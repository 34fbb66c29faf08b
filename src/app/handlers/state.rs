//! Shared request-handling state, assembled once in [`super::serve`]
//! from the [`StartupContext`] and handed to every route as
//! `web::Data`. Extracts each `OnceLock` once at server build time
//! instead of re-reading it per request.

use crate::app::config::RexConfig;
use crate::app::context::StartupContext;
use crate::core::enrichment::device::DeviceLookup;
use crate::core::enrichment::geo::GeoIpLookup;
use crate::core::exchange::Exchange;
use crate::core::pricing::CurrencyConverter;
use crate::core::resolver::{BidderDirectory, ConfigResolver};
use crate::core::usersync::UserSyncStore;
use anyhow::{anyhow, Error};
use std::sync::Arc;

pub struct AppState {
    pub resolver: Arc<ConfigResolver>,
    pub bidders: Arc<BidderDirectory>,
    pub device_lookup: Arc<DeviceLookup>,
    pub geo_lookup: Arc<dyn GeoIpLookup>,
    pub user_sync: Arc<UserSyncStore>,
    pub exchange: Exchange,
    pub currency: Arc<CurrencyConverter>,
    pub config: RexConfig,
}

impl AppState {
    pub fn from_context(ctx: &StartupContext) -> Result<Self, Error> {
        Ok(Self {
            resolver: ctx.resolver.get().cloned().ok_or_else(|| anyhow!("resolver not initialized before server start"))?,
            bidders: ctx.bidders.get().cloned().ok_or_else(|| anyhow!("bidder directory not initialized before server start"))?,
            device_lookup: ctx.device_lookup.get().cloned().ok_or_else(|| anyhow!("device lookup not initialized before server start"))?,
            geo_lookup: ctx.geo_lookup.get().cloned().ok_or_else(|| anyhow!("geo lookup not initialized before server start"))?,
            user_sync: ctx.user_sync.get().cloned().ok_or_else(|| anyhow!("user-sync store not initialized before server start"))?,
            exchange: ctx.exchange.get().cloned().ok_or_else(|| anyhow!("exchange not assembled before server start"))?,
            currency: ctx.currency.get().cloned().ok_or_else(|| anyhow!("currency converter not initialized before server start"))?,
            config: ctx.config.get().cloned().ok_or_else(|| anyhow!("config not loaded before server start"))?,
        })
    }
}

========

:: Your task ::
Using the material above, quote the first line and each line after it, stopping at and including the line that holds "use crate::app::context::StartupContext;".

:: Answer to this exercise ::
repository 34fbb66c29faf08b
filename src/app/handlers/state.rs
//! Shared request-handling state, assembled once in [`super::serve`]
//! from the [`StartupContext`] and handed to every route as
//! `web::Data`. Extracts each `OnceLock` once at server build time
//! instead of re-reading it per request.

use crate::app::config::RexConfig;
use crate::app::context::StartupContext;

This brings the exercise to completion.